* [Assigned task] Print the line containing "else if err.is_connect()" and every later line of the records. Keep each one exactly as given, ending with the last.

(Dataset entries)
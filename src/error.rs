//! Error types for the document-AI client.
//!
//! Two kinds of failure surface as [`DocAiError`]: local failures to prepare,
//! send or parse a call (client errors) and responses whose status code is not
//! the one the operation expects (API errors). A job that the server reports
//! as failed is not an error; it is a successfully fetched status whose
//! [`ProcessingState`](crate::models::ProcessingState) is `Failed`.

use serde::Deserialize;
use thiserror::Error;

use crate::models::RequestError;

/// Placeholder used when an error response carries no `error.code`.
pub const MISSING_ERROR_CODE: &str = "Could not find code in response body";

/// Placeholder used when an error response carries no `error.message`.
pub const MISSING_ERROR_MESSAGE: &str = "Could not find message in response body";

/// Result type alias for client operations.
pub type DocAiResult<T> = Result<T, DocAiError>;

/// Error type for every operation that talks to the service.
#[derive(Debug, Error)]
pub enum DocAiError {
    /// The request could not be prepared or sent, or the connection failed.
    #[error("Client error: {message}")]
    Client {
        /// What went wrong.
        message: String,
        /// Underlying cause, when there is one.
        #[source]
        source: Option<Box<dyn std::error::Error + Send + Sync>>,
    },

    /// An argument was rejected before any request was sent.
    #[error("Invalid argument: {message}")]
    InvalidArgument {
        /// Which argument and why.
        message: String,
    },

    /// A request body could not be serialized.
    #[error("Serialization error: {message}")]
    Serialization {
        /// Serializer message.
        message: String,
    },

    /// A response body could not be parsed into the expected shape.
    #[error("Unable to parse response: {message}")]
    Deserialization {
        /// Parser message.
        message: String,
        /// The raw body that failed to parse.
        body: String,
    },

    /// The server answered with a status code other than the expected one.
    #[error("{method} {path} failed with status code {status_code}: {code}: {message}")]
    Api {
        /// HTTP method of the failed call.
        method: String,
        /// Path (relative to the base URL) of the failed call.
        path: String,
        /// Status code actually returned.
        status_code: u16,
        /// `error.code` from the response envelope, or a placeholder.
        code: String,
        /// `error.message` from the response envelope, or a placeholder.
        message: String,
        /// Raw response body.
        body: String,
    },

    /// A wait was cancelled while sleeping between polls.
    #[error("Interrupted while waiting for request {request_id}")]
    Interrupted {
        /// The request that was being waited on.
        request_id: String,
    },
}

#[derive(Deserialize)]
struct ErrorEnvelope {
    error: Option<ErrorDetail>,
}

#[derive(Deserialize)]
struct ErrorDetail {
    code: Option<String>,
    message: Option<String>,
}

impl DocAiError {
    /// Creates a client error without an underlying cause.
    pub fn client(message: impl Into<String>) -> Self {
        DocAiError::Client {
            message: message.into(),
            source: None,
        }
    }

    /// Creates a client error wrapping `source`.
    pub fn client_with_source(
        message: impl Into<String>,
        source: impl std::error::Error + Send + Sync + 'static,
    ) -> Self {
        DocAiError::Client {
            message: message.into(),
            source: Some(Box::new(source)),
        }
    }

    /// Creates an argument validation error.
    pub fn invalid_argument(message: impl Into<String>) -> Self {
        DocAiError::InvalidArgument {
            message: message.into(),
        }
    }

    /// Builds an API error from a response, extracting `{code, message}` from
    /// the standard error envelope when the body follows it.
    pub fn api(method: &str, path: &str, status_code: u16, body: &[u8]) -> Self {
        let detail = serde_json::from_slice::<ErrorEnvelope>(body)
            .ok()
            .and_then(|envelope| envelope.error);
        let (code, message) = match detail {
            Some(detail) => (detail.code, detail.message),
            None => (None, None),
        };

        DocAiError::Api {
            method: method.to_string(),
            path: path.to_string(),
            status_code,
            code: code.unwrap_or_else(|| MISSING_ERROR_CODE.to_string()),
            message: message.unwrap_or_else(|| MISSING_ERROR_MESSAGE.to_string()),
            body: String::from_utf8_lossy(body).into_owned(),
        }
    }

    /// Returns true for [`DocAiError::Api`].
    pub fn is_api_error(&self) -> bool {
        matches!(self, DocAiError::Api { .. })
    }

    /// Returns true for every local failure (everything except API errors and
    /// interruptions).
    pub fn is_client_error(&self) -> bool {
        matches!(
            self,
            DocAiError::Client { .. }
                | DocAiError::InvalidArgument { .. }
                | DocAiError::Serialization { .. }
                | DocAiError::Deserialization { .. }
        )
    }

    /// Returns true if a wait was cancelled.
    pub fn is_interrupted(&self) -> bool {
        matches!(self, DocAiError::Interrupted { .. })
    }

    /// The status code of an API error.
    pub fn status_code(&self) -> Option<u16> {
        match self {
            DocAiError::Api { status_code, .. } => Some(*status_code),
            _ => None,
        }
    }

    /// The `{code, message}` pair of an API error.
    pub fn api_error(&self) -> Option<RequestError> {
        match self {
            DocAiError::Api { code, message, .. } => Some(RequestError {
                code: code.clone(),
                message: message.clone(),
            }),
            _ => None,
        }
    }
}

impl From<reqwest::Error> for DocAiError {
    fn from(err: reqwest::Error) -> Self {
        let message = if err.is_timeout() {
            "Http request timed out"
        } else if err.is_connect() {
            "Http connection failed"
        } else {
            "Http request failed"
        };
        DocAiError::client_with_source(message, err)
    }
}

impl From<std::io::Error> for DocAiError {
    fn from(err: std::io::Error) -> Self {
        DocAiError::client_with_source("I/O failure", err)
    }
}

* [Expected output]
        } else if err.is_connect() {
            "Http connection failed"
        } else {
            "Http request failed"
        };
        DocAiError::client_with_source(message, err)
    }
}

impl From<std::io::Error> for DocAiError {
    fn from(err: std::io::Error) -> Self {
        DocAiError::client_with_source("I/O failure", err)
    }
}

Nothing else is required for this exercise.